Abstract Pulmonary neutrophilia is observed in pediatric patients with viral-induced bronchiolitis. Despite an alleviation in clinical symptoms, our findings suggest that airway neutrophil infiltration and activation does not appear to resolve by discharge in hospitalized infants. The recent identification of neutrophil plasticity and polarization into distinct phenotypic pro-inflammatory (N1) and immunosuppressive (N2) subsets provides an unexplored avenue for regulation of the neutrophilic inflammatory response in bronchiolitis. Admission nasopharyngeal aspirate (NPA) samples were assessed from twelve bronchiolitic infants presenting to Flinders Medical Centre, Adelaide, Australia in 2013. An overall strong positive correlation between N2 soluble mediator TGF-β1 and the percentage of neutrophils stained for N2 marker MMP-9 was observed; with no correlation observed between TGF-β1 and neutrophils positive for N1 marker ICAM-1. In 2015 and 2016, eleven bronchiolitic infants provided consecutive NPAs across hospitalization. In both cohorts, concentrations of active TGF-β1 detected were comparable to levels previously identified to significantly suppress neutrophil activity in vitro (>1 pg/mL). Temporal assessment of neutrophil polarization is underway.
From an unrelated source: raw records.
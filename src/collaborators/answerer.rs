//! Text answerer: turns a grounded prompt into user-facing prose.

use std::time::Duration;

use async_trait::async_trait;
use serde_json::json;
use tracing::warn;

use crate::types::CallStatus;

/// Result of one answering call.
#[derive(Debug, Clone, PartialEq)]
pub struct AnswerReport {
  pub status: CallStatus,
  pub text: String,
  pub error: Option<String>,
}

impl AnswerReport {
  pub fn ok(text: impl Into<String>) -> Self {
    Self {
      status: CallStatus::Ok,
      text: text.into(),
      error: None,
    }
  }

  pub fn error(detail: impl Into<String>) -> Self {
    Self {
      status: CallStatus::Error,
      text: String::new(),
      error: Some(detail.into()),
    }
  }
}

/// Produces a text answer from a fully assembled prompt.
#[async_trait]
pub trait TextAnswerer: Send + Sync {
  async fn answer(&self, prompt: &str) -> AnswerReport;
}

/// Answerer speaking the OpenAI chat-completions wire format.
pub struct OpenAiAnswerer {
  client: reqwest::Client,
  endpoint: String,
  api_key: String,
  model: String,
  max_output_tokens: u32,
  timeout: Duration,
}

impl OpenAiAnswerer {
  pub fn new(api_key: impl Into<String>) -> Self {
    Self {
      client: reqwest::Client::new(),
      endpoint: "https://api.openai.com/v1/chat/completions".to_string(),
      api_key: api_key.into(),
      model: "gpt-4.1-mini".to_string(),
      max_output_tokens: 512,
      timeout: Duration::from_secs(20),
    }
  }

  pub fn with_endpoint(mut self, endpoint: impl Into<String>) -> Self {
    self.endpoint = endpoint.into();
    self
  }

  pub fn with_model(mut self, model: impl Into<String>) -> Self {
    self.model = model.into();
    self
  }

  pub fn with_timeout(mut self, timeout: Duration) -> Self {
    self.timeout = timeout;
    self
  }
}

#[async_trait]
impl TextAnswerer for OpenAiAnswerer {
  async fn answer(&self, prompt: &str) -> AnswerReport {
    let payload = json!({
      "model": self.model,
      "max_tokens": self.max_output_tokens,
      "messages": [{ "role": "user", "content": prompt }]
    });

    let response = self
      .client
      .post(&self.endpoint)
      .bearer_auth(&self.api_key)
      .timeout(self.timeout)
      .json(&payload)
      .send()
      .await;

    let response = match response {
      Ok(r) => r,
      Err(e) => {
        warn!(error = %e, "answerer request failed");
        return if e.is_timeout() {
          AnswerReport {
            status: CallStatus::Timeout,
            text: String::new(),
            error: Some(e.to_string()),
          }
        } else {
          AnswerReport::error(e.to_string())
        };
      }
    };
    if !response.status().is_success() {
      return AnswerReport::error(format!("http {}", response.status()));
    }

    let body: serde_json::Value = match response.json().await {
      Ok(v) => v,
      Err(e) => return AnswerReport::error(e.to_string()),
    };
    let text = body["choices"][0]["message"]["content"]
      .as_str()
      .unwrap_or("")
      .trim()
      .to_string();
    if text.is_empty() {
      AnswerReport {
        status: CallStatus::Empty,
        text,
        error: None,
      }
    } else {
      AnswerReport::ok(text)
    }
  }
}
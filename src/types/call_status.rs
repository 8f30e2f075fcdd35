//! Status tag returned by every collaborator call.

use std::fmt;

use serde::Serialize;

/// Status tag returned by every collaborator call.
///
/// Nodes branch on this tag, never on an error type. A collaborator that
/// fails must surface the failure here instead of returning `Err`; the
/// engine never sees node-level failures as engine-level failures.
#[derive(Debug, Clone, Copy, PartialEq, Eq, Serialize)]
#[serde(rename_all = "snake_case")]
pub enum CallStatus {
  Ok,
  Empty,
  Error,
  NotFound,
  Invalid,
  Timeout,
}

impl CallStatus {
  pub fn is_ok(&self) -> bool {
    matches!(self, CallStatus::Ok)
  }
}

impl fmt::Display for CallStatus {
  fn fmt(&self, f: &mut fmt::Formatter<'_>) -> fmt::Result {
    match self {
      CallStatus::Ok => write!(f, "ok"),
      CallStatus::Empty => write!(f, "empty"),
      CallStatus::Error => write!(f, "error"),
      CallStatus::NotFound => write!(f, "not_found"),
      CallStatus::Invalid => write!(f, "invalid"),
      CallStatus::Timeout => write!(f, "timeout"),
    }
  }
}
The detection of pre-established neutrophil polarizing mediators, and the correlation of these mediators with different neutrophilic subsets within NPAs indicates a potential N1/N2 paradigm occurring within the airways of bronchiolitic infants. Further investigation is merited, with analyses over disease trajectory and by disease severity required to assess biological significance.